What needs to be done:
In the records that follow, locate every line with "RgbaImage" and extract it.

[Opening Materials provided section]

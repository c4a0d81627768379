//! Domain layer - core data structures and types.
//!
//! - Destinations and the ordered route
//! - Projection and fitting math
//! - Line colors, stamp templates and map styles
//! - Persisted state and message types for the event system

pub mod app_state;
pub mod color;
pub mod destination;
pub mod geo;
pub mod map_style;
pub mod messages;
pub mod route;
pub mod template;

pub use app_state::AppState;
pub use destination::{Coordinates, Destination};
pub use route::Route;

[Closing Materials provided section]
[Opening Materials provided section]

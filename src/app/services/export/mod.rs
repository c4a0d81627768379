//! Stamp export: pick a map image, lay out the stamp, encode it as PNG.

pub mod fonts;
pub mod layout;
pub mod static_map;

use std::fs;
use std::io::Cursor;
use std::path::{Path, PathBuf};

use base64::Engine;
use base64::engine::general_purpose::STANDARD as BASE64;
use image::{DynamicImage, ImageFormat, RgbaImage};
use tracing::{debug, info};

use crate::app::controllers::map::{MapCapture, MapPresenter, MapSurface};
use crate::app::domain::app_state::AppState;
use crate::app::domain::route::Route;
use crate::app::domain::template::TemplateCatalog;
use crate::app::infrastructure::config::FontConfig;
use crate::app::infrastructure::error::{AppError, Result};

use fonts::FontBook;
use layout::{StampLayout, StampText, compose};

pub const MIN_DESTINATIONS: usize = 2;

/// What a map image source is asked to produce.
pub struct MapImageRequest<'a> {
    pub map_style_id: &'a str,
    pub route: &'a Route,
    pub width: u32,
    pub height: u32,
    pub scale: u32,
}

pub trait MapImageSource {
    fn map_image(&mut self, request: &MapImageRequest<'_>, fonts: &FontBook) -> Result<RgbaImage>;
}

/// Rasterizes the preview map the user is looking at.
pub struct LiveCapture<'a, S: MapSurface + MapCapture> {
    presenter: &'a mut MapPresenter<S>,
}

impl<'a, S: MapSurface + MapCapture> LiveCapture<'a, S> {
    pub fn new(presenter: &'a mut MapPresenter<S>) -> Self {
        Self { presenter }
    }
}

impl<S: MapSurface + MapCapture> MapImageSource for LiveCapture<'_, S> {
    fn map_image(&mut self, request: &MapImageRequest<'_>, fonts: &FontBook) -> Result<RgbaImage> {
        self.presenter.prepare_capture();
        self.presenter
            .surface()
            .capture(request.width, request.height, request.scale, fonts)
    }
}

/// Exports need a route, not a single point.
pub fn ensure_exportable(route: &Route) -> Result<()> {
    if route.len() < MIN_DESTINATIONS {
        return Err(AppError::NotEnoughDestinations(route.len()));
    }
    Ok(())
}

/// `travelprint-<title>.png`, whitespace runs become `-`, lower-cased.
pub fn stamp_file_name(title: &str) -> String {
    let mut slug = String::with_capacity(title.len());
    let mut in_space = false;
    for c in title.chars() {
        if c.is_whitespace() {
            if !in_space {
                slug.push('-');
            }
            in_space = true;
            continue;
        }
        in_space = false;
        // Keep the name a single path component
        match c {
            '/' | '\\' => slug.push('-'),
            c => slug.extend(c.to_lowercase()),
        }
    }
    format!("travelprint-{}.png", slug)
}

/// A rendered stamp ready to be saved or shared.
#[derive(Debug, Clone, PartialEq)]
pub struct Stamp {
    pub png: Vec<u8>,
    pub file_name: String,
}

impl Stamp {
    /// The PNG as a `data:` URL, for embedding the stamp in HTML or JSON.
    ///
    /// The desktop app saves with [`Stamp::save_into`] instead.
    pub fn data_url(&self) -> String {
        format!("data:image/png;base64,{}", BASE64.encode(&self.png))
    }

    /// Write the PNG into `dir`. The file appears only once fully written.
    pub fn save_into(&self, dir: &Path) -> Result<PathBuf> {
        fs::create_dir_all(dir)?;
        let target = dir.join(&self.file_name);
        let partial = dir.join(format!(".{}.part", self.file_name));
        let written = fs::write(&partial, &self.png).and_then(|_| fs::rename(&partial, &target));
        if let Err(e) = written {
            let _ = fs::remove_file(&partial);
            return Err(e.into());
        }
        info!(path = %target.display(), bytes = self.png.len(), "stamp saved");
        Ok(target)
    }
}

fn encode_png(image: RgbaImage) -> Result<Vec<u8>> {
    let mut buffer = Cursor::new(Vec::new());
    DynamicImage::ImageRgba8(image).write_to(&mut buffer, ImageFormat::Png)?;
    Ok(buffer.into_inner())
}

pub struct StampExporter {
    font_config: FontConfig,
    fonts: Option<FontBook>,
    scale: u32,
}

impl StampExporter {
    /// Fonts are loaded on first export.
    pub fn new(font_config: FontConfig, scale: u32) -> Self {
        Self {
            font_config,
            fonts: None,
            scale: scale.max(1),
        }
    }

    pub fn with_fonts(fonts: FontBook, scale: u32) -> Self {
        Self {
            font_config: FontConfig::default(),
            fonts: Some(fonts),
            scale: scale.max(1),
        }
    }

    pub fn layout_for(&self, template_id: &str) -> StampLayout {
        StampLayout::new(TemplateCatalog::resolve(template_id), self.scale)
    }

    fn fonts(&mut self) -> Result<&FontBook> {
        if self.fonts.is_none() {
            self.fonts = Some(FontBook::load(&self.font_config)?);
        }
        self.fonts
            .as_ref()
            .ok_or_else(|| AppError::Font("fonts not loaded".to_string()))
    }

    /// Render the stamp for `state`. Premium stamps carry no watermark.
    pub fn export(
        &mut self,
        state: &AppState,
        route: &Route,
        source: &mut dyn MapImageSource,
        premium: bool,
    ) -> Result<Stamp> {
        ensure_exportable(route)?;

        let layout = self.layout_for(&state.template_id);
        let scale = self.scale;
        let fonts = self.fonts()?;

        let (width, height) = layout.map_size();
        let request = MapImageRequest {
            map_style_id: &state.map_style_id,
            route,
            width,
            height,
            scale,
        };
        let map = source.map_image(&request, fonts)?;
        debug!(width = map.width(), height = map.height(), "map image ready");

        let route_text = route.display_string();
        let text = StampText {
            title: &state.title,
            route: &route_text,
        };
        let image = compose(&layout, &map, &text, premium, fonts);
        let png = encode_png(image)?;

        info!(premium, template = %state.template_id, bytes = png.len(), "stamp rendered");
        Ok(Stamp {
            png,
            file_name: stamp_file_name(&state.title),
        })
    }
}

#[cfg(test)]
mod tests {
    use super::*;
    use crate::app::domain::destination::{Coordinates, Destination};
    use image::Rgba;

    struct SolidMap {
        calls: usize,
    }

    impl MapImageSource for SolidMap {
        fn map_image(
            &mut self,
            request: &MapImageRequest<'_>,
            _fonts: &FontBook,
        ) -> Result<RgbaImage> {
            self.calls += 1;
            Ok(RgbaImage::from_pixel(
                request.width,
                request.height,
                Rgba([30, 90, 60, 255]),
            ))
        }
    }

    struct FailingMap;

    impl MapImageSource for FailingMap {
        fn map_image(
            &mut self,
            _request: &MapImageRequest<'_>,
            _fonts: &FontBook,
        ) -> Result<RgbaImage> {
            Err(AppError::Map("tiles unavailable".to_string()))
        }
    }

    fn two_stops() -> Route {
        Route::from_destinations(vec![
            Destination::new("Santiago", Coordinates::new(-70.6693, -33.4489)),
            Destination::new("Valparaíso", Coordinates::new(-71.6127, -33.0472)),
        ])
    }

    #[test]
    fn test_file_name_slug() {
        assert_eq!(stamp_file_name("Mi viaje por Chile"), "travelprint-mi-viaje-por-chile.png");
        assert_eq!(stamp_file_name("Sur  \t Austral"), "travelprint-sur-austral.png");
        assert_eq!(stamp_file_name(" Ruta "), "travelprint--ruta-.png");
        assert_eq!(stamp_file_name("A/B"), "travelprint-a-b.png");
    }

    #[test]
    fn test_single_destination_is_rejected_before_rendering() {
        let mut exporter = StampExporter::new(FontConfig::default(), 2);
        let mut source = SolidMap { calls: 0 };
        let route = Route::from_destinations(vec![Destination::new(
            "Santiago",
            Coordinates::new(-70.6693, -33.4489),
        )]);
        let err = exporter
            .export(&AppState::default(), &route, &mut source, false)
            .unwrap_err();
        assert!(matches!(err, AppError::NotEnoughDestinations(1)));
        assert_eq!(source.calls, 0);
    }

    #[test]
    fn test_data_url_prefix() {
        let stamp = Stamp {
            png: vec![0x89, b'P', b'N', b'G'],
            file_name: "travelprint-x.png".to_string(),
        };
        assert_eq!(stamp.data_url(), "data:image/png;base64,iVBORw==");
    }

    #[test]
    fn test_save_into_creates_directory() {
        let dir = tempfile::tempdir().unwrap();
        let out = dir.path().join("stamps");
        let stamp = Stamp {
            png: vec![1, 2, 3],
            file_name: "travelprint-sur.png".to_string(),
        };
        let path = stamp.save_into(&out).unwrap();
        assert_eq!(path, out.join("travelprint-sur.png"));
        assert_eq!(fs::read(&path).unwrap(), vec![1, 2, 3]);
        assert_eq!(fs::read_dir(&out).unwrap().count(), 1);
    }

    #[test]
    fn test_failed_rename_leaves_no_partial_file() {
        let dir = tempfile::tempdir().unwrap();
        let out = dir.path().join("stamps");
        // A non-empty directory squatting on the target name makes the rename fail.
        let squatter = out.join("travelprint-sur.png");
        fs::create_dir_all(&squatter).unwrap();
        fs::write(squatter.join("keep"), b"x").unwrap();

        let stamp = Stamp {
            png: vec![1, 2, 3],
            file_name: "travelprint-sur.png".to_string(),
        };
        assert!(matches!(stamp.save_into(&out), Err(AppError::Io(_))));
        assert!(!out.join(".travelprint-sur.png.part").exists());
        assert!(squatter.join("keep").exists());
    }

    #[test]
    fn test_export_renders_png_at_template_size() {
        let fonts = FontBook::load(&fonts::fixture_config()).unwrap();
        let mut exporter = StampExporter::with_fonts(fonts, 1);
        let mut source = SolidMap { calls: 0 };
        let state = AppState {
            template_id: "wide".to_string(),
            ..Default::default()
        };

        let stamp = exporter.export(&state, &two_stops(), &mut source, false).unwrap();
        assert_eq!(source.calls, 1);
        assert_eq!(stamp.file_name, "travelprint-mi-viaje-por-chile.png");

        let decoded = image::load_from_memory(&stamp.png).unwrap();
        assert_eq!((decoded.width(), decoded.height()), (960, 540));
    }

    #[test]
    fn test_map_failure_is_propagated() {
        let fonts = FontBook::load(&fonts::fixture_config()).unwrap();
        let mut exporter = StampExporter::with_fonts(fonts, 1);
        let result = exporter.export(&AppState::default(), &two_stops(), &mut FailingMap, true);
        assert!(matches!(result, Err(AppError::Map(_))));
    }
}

[Closing Materials provided section]
[Opening Materials provided section]

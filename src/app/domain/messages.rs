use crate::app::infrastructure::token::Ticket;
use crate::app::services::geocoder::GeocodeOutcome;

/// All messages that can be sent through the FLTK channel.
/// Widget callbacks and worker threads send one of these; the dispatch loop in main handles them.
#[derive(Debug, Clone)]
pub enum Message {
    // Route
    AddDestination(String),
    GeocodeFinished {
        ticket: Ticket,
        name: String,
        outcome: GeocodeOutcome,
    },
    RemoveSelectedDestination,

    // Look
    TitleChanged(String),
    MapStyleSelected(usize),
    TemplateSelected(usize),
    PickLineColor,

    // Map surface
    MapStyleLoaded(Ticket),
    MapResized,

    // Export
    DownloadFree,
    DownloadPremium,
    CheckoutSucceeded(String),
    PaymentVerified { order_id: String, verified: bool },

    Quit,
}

[Closing Materials provided section]

Result for this exercise:
use image::{DynamicImage, ImageFormat, RgbaImage};
    fn map_image(&mut self, request: &MapImageRequest<'_>, fonts: &FontBook) -> Result<RgbaImage>;
    fn map_image(&mut self, request: &MapImageRequest<'_>, fonts: &FontBook) -> Result<RgbaImage> {
fn encode_png(image: RgbaImage) -> Result<Vec<u8>> {
        ) -> Result<RgbaImage> {
            Ok(RgbaImage::from_pixel(
        ) -> Result<RgbaImage> {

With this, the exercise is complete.